■ **REQUIREMENT**
Using the listing that follows, filter out every line lacking the string "Broadcasts" and return the rest.

[SOURCE MATERIAL Boundary: Start]

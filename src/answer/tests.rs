use crate::document::Alignment;

use super::*;

fn segmenter() -> BlockSegmenter {
    BlockSegmenter::new().expect("segmenter regexes should compile")
}

#[test]
fn segment_classifies_each_non_empty_line() {
    let body = "A <b>hub</b> is a layer 1 device.\n\n  • Broadcasts frames  \n<table>Device|Layer;Hub|1</table>\n<diagram>network topology</diagram>\n   \n";

    let blocks = segmenter().segment(body);

    assert_eq!(
        blocks,
        vec![
            AnswerBlock::Paragraph("A <b>hub</b> is a layer 1 device.".to_string()),
            AnswerBlock::Bullet("• Broadcasts frames".to_string()),
            AnswerBlock::Table("Device|Layer;Hub|1".to_string()),
            AnswerBlock::Diagram("network topology".to_string()),
        ]
    );
}

#[test]
fn tagged_line_keeps_only_the_captured_span() {
    let blocks = segmenter().segment("See below: <table>A|B</table> and more text");
    assert_eq!(blocks, vec![AnswerBlock::Table("A|B".to_string())]);
}

#[test]
fn table_tag_wins_over_diagram_tag_on_the_same_line() {
    let blocks = segmenter().segment("<diagram>x</diagram><table>A|B</table>");
    assert_eq!(blocks, vec![AnswerBlock::Table("A|B".to_string())]);
}

#[test]
fn unclosed_block_tag_stays_a_paragraph() {
    let blocks = segmenter().segment("<table>A|B");
    assert_eq!(blocks, vec![AnswerBlock::Paragraph("<table>A|B".to_string())]);
    assert_eq!(blocks[0].kind(), "paragraph");
}

#[test]
fn windows_line_endings_are_trimmed() {
    let blocks = segmenter().segment("first\r\nsecond\r\n");
    assert_eq!(
        blocks,
        vec![
            AnswerBlock::Paragraph("first".to_string()),
            AnswerBlock::Paragraph("second".to_string()),
        ]
    );
}

#[test]
fn descriptor_parses_to_row_major_grid() {
    assert_eq!(
        parse_table_descriptor("A|B;C|D"),
        vec![
            vec!["A".to_string(), "B".to_string()],
            vec!["C".to_string(), "D".to_string()],
        ]
    );
}

#[test]
fn first_row_fixes_the_column_count() {
    let rows = parse_table_descriptor(" Name | Layer ;Hub|1|extra|more;Switch");
    assert_eq!(rows[0], vec!["Name", "Layer"]);
    assert_eq!(rows[1], vec!["Hub", "1"]);
    assert_eq!(rows[2], vec!["Switch"]);
}

#[test]
fn built_table_pads_short_rows_with_empty_cells() {
    let table = build_table("Term|Meaning;<b>MAC</b>", &QuestionFormat::default());

    assert_eq!(table.rows.len(), 2);
    assert_eq!(table.column_count(), 2);
    assert_eq!(table.rows[1].len(), 2);
    assert_eq!(table.rows[1][0].text(), "MAC");
    assert!(table.rows[1][0].paragraphs[0].runs[0].format.bold);
    assert_eq!(table.rows[1][1].text(), "");
    assert_eq!(table.rows[1][1].paragraphs.len(), 1);
    assert_eq!(table.style.as_deref(), Some(ANSWER_TABLE_STYLE));
}

#[test]
fn table_cells_use_the_question_format() {
    let format = QuestionFormat {
        alignment: Some(Alignment::Center),
        font_size: Some(10.0),
        ..QuestionFormat::default()
    };
    let table = build_table("x|y", &format);

    let paragraph = &table.rows[0][1].paragraphs[0];
    assert_eq!(paragraph.alignment, Some(Alignment::Center));
    assert_eq!(paragraph.runs[0].format.font_size, Some(10.0));
}

#[test]
fn diagram_label_wraps_description() {
    assert_eq!(diagram_label("network topology"), "[Diagram: network topology]");
}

[SOURCE MATERIAL Boundary: End]

■ **YOUR SOLUTION**
    let body = "A <b>hub</b> is a layer 1 device.\n\n  • Broadcasts frames  \n<table>Device|Layer;Hub|1</table>\n<diagram>network topology</diagram>\n   \n";
            AnswerBlock::Bullet("• Broadcasts frames".to_string()),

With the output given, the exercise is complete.